In this blog, I will try to explain what exactly is gradient descent and it’s importance in optimizing machine learning models. Gradient descent is an algorithm (just like million other algorithms that exists in computer science) that is designed to minimize a cost function.

What is a cost function?

  • Well, it is essentially the error between predicted and actual outputs. Which means if we want to increase our model’s accuracy, we need to somehow reduce this cost function and for that we’ve got gradient descent.

What is a Gradient?

  • A gradient is essentially the derivative of a function, which tells us how the output is affected with little variations in input. This gradient, helps us in adjusting model parameters (like weights and biases) to reduce the cost function.

Why Gradient Descent?

  • It helps us in minimizing the error in predictions, bringing the model closer to the actual data. It iteratively keep adjusting the model’s parameters until minimum cost function state is achieved.
  • This iterative process ensures the model learns and improves its performance.

What are Weights and Biases?

Weights: Weights (W) are parameters that define influence of an input on the model’s output. Biases: Biases (b) is an additional parameter that shifts the model’s prediction.

For Example, If we consider a model that is trained to determine house prices based on the area (in Sq. m), then in this case area’s impact on the price of the house is weight and other factors such as location, or the number of bedrooms are biases that can shift the prediction.
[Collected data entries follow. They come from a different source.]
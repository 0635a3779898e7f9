//! 脚本化的内存棋盘，供链路测试使用

use std::collections::VecDeque;
use std::io::{self, Read, Write};
use std::sync::mpsc::{self, Receiver, RecvTimeoutError, Sender};
use std::sync::{Arc, Mutex};
use std::thread;
use std::time::{Duration, Instant};

use centaur_protocol::packet::encode_long;
use centaur_protocol::{Decoded, FrameDecoder, FrameForm, FrameTable, Occupancy, Packet};

pub(crate) const BOARD_ADDRESS: (u8, u8) = (0x06, 0x50);

const TRADEMARK: &str = "DGT Centaur\nCopyright (c) DGT\nVersion: 1.00\nSerial: 0001";

/// 主机发往棋盘的帧形式：带负载为长帧
fn host_table() -> FrameTable {
    let short = FrameForm::Short { payload_len: 0 };
    [0x82, 0x83, 0x94, 0x98, 0x58, 0x46, 0x55, 0x4d, 0x97]
        .into_iter()
        .fold(FrameTable::empty(), |t, kind| t.with(kind, short))
        .with(0xb0, FrameForm::Long)
        .with(0xb1, FrameForm::Long)
        .with(0xb2, FrameForm::Long)
}

#[derive(Default)]
struct FakeState {
    occupancy: Occupancy,
    changes: VecDeque<Vec<u8>>,
    received: Vec<Packet>,
    battery: u8,
    mute: bool,
}

/// 测试端句柄
pub(crate) struct FakeBoard {
    state: Arc<Mutex<FakeState>>,
    to_host: Sender<u8>,
}

/// 主机侧读端
pub(crate) struct HostReader {
    rx: Receiver<u8>,
}

impl Read for HostReader {
    fn read(&mut self, buf: &mut [u8]) -> io::Result<usize> {
        if buf.is_empty() {
            return Ok(0);
        }
        match self.rx.recv_timeout(Duration::from_millis(50)) {
            Ok(byte) => {
                buf[0] = byte;
                Ok(1)
            }
            Err(RecvTimeoutError::Timeout) => Err(io::Error::new(io::ErrorKind::TimedOut, "idle")),
            Err(RecvTimeoutError::Disconnected) => Ok(0),
        }
    }
}

/// 主机侧写端
pub(crate) struct HostWriter {
    tx: Sender<Vec<u8>>,
}

impl Write for HostWriter {
    fn write(&mut self, buf: &[u8]) -> io::Result<usize> {
        self.tx
            .send(buf.to_vec())
            .map_err(|_| io::Error::new(io::ErrorKind::BrokenPipe, "board gone"))?;
        Ok(buf.len())
    }

    fn flush(&mut self) -> io::Result<()> {
        Ok(())
    }
}

pub(crate) fn fake_board(occupancy: Occupancy) -> (FakeBoard, HostReader, HostWriter) {
    let (to_host, host_rx) = mpsc::channel();
    let (host_tx, from_host) = mpsc::channel::<Vec<u8>>();
    let state = Arc::new(Mutex::new(FakeState {
        occupancy,
        battery: 0x0a,
        ..FakeState::default()
    }));

    let responder_state = state.clone();
    let responder_tx = to_host.clone();
    thread::spawn(move || {
        let mut decoder = FrameDecoder::new(host_table());
        for chunk in from_host {
            for byte in chunk {
                let mut decoded = decoder.feed(byte);
                while decoded != Decoded::Partial {
                    if let Decoded::Packet(packet) = &decoded {
                        respond(&responder_state, &responder_tx, packet.clone());
                    }
                    decoded = decoder.poll();
                }
            }
        }
    });

    (
        FakeBoard { state, to_host },
        HostReader { rx: host_rx },
        HostWriter { tx: host_tx },
    )
}

fn send_frame(tx: &Sender<u8>, kind: u8, payload: &[u8]) {
    if let Ok(frame) = encode_long(kind, BOARD_ADDRESS.0, BOARD_ADDRESS.1, payload) {
        for b in frame {
            let _ = tx.send(b);
        }
    }
}

fn respond(state: &Arc<Mutex<FakeState>>, tx: &Sender<u8>, packet: Packet) {
    let mut s = state.lock().unwrap();
    s.received.push(packet.clone());
    if s.mute {
        return;
    }
    match packet.kind {
        0x46 => send_frame(tx, 0x90, &[]),
        0x82 => send_frame(tx, 0x83, &s.occupancy.to_wire_bytes()),
        0x83 => {
            let changes = s.changes.pop_front().unwrap_or_default();
            send_frame(tx, 0x85, &changes);
        }
        0x98 => send_frame(tx, 0xb5, &[s.battery]),
        0x97 => send_frame(tx, 0xb4, TRADEMARK.as_bytes()),
        0xb2 => send_frame(tx, 0xb1, &[]),
        _ => {}
    }
}

impl FakeBoard {
    /// 排入一个变化列表并发出棋子通知
    pub(crate) fn push_changes(&self, payload: Vec<u8>) {
        self.state.lock().unwrap().changes.push_back(payload);
        send_frame(&self.to_host, 0x8e, &[]);
    }

    pub(crate) fn send_key(&self, payload: Vec<u8>) {
        send_frame(&self.to_host, 0xa3, &payload);
    }

    /// 原样注入字节
    pub(crate) fn inject(&self, bytes: Vec<u8>) {
        for b in bytes {
            let _ = self.to_host.send(b);
        }
    }

    pub(crate) fn set_mute(&self, mute: bool) {
        self.state.lock().unwrap().mute = mute;
    }

    pub(crate) fn set_battery(&self, value: u8) {
        self.state.lock().unwrap().battery = value;
    }

    pub(crate) fn received(&self) -> Vec<Packet> {
        self.state.lock().unwrap().received.clone()
    }

    /// 等待收到满足条件的主机帧
    pub(crate) fn wait_for(&self, pred: impl Fn(&Packet) -> bool, timeout: Duration) -> bool {
        let deadline = Instant::now() + timeout;
        while Instant::now() < deadline {
            if self.received().iter().any(&pred) {
                return true;
            }
            thread::sleep(Duration::from_millis(10));
        }
        false
    }
}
How does Gradient Descent Work?

Firstly, we take a starting point (it can be any point as it’s just an arbitary point for us to evaluate the performance). Then the derivative (or slope) is calculated at this point, after which we can use a tangent line to observe the steepness of the slope. Finding out the slope is an important step as it will inform what updates need to be made to the parameters- i.e. the weights and bias. The starting point of the slope will be steeper, but as new parameters are generated, the steepness will gradually reduce and will slowly near zero as we reach the lowest point on the curve. This lowest point on the curve is known as the point of convergence.
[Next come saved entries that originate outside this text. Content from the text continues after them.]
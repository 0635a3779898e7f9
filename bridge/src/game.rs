//! 对局协调器
//!
//! 单个任务独占局面：消费棋子/按键事件、玩家命令与客户端连接变化，
//! 应用被接受的走法后按注册顺序广播 [`GameEvent`]，并通过 watch 通道发布最新 FEN。
//!
//! 菜单按键: TICK 确认，BACK 取消，UP/DOWN 切换选项。

use std::collections::VecDeque;
use std::sync::Arc;
use std::time::{Duration, Instant};

use centaur_protocol::board::DEFAULT_SPEED;
use centaur_protocol::{
    BoardControl, GameEvent, Key, KeyEvent, Occupancy, PieceEvent, ProtocolError, Side, Sound,
};
use shakmaty::{Chess, Move, Position};
use tokio::sync::{broadcast, mpsc, watch};
use tracing::{debug, info, warn};

use crate::config::Settings;
use crate::correction::{Guidance, LedHint};
use crate::error::{BridgeError, Result};
use crate::move_state::{MoveConfig, MoveContext, MoveOutput, MoveState};
use crate::player::{
    CommandSender, MoveDecision, Player, PlayerCommand, PlayerKind, PlayerManager,
    RemoteAppPlayer,
};
use crate::position::{
    index, occupancy, outcome, parse_fen, parse_uci, side, to_fen, to_san, to_uci,
};
use crate::storage::{build_pgn, FenLog, GameStore, PgnInfo};

/// 事件广播容量
const EVENT_CAPACITY: usize = 256;

/// 计时手势的检查间隔
const TICK_INTERVAL: Duration = Duration::from_millis(100);

/// 电量轮询间隔；LED 与声音命令不等待响应，棋盘掉线只能靠有响应的命令发现
const BOARD_HEALTH_INTERVAL: Duration = Duration::from_secs(30);

/// 对局参数
pub struct GameSetup {
    pub white: Box<dyn Player>,
    pub black: Box<dyn Player>,
    /// 基础时间（秒）与加秒，仅记录
    pub time_control: Option<(u32, u32)>,
    /// 为空时从标准初始局面开始
    pub initial_fen: Option<String>,
}

/// 协调器配置
#[derive(Clone, Debug)]
pub struct CoordinatorConfig {
    /// 客户端应用接管的一方
    pub app_color: Side,
    pub intensity: u8,
    pub sound: bool,
    pub moves: MoveConfig,
    /// 电量轮询间隔，超时即视为棋盘故障
    pub health_interval: Duration,
}

impl Default for CoordinatorConfig {
    fn default() -> Self {
        Self {
            app_color: Side::Black,
            intensity: centaur_protocol::board::DEFAULT_INTENSITY,
            sound: true,
            moves: MoveConfig::default(),
            health_interval: BOARD_HEALTH_INTERVAL,
        }
    }
}

impl CoordinatorConfig {
    pub fn from_settings(settings: &Settings) -> Self {
        Self {
            app_color: settings.game.app_color,
            intensity: settings.board.intensity,
            sound: settings.board.sound,
            moves: MoveConfig {
                kings_in_center: settings.board.kings_in_center,
                king_lift_resign: settings.king_lift_resign(),
            },
            health_interval: BOARD_HEALTH_INTERVAL,
        }
    }
}

/// 协调器输入
#[derive(Clone, Debug, PartialEq)]
pub enum GameInput {
    Piece(PieceEvent),
    Key(KeyEvent),
    ClientConnected { protocol: String },
    ClientDisconnected { protocol: String },
    /// 棋盘命令超时等链路故障
    BoardFault(String),
    NewGame { fen: Option<String> },
    Abort,
    Shutdown,
}

/// 协调器句柄，可在任意线程使用
#[derive(Clone)]
pub struct GameHandle {
    inputs: mpsc::UnboundedSender<GameInput>,
    events: broadcast::Sender<GameEvent>,
    position: watch::Receiver<String>,
}

impl GameHandle {
    /// 协调器已停止时返回 false
    pub fn send(&self, input: GameInput) -> bool {
        self.inputs.send(input).is_ok()
    }

    pub fn piece_event(&self, event: PieceEvent) {
        self.send(GameInput::Piece(event));
    }

    pub fn key_event(&self, event: KeyEvent) {
        self.send(GameInput::Key(event));
    }

    pub fn client_connected(&self, protocol: &str) {
        self.send(GameInput::ClientConnected {
            protocol: protocol.to_string(),
        });
    }

    pub fn client_disconnected(&self, protocol: &str) {
        self.send(GameInput::ClientDisconnected {
            protocol: protocol.to_string(),
        });
    }

    pub fn board_fault(&self, reason: &str) {
        self.send(GameInput::BoardFault(reason.to_string()));
    }

    pub fn new_game(&self, fen: Option<String>) {
        self.send(GameInput::NewGame { fen });
    }

    pub fn abort(&self) {
        self.send(GameInput::Abort);
    }

    pub fn shutdown(&self) {
        self.send(GameInput::Shutdown);
    }

    /// 订阅对局事件
    pub fn subscribe(&self) -> broadcast::Receiver<GameEvent> {
        self.events.subscribe()
    }

    /// 当前局面 FEN
    pub fn fen(&self) -> String {
        self.position.borrow().clone()
    }

    pub fn watch_position(&self) -> watch::Receiver<String> {
        self.position.clone()
    }
}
Like in linear regression, we try to find the bet fit line, the goal of gradient is to minimize the error between the predicted y and the actual y. In order to achieve this goal, it requires two data points- a direction and a learning rate. These factors determine the partial derivative calculations of future iterations, allowing it to gradually arrive at the local or global minimum (i.e. point of convergence).

Steps:

1. Starting Point: Begin with initial parameter values, often set arbitrarily. 2. Calculate the Slope: Determine the gradient at this point to assess the steepness and direction of the slope. 3. Update Parameters: Use the slope to adjust the parameters, iteratively reducing the steepness until the curve flattens at the minimum. 4. Convergence: Continue until the gradient approaches zero, signifying that the minimum has been reached.

Key Components

  1. Learning Rate (α) Determines the size of step we take after each calculation or the variation in input.

    • High learning rate takes larger steps which speeds up the process but also increases the risk of overshooting the minimum.
    • Low learning rate ensures precise steps but increases computation time as the number of iterations increases.

  2. Cost Function The cost function quantifies the error between the predicted output and the actual output.

    • It guides the model by providing feedback, enabling parameter updates to minimize the error.
    • A loss function refers to the error for a single training example, while the cost function averages this error across the entire dataset.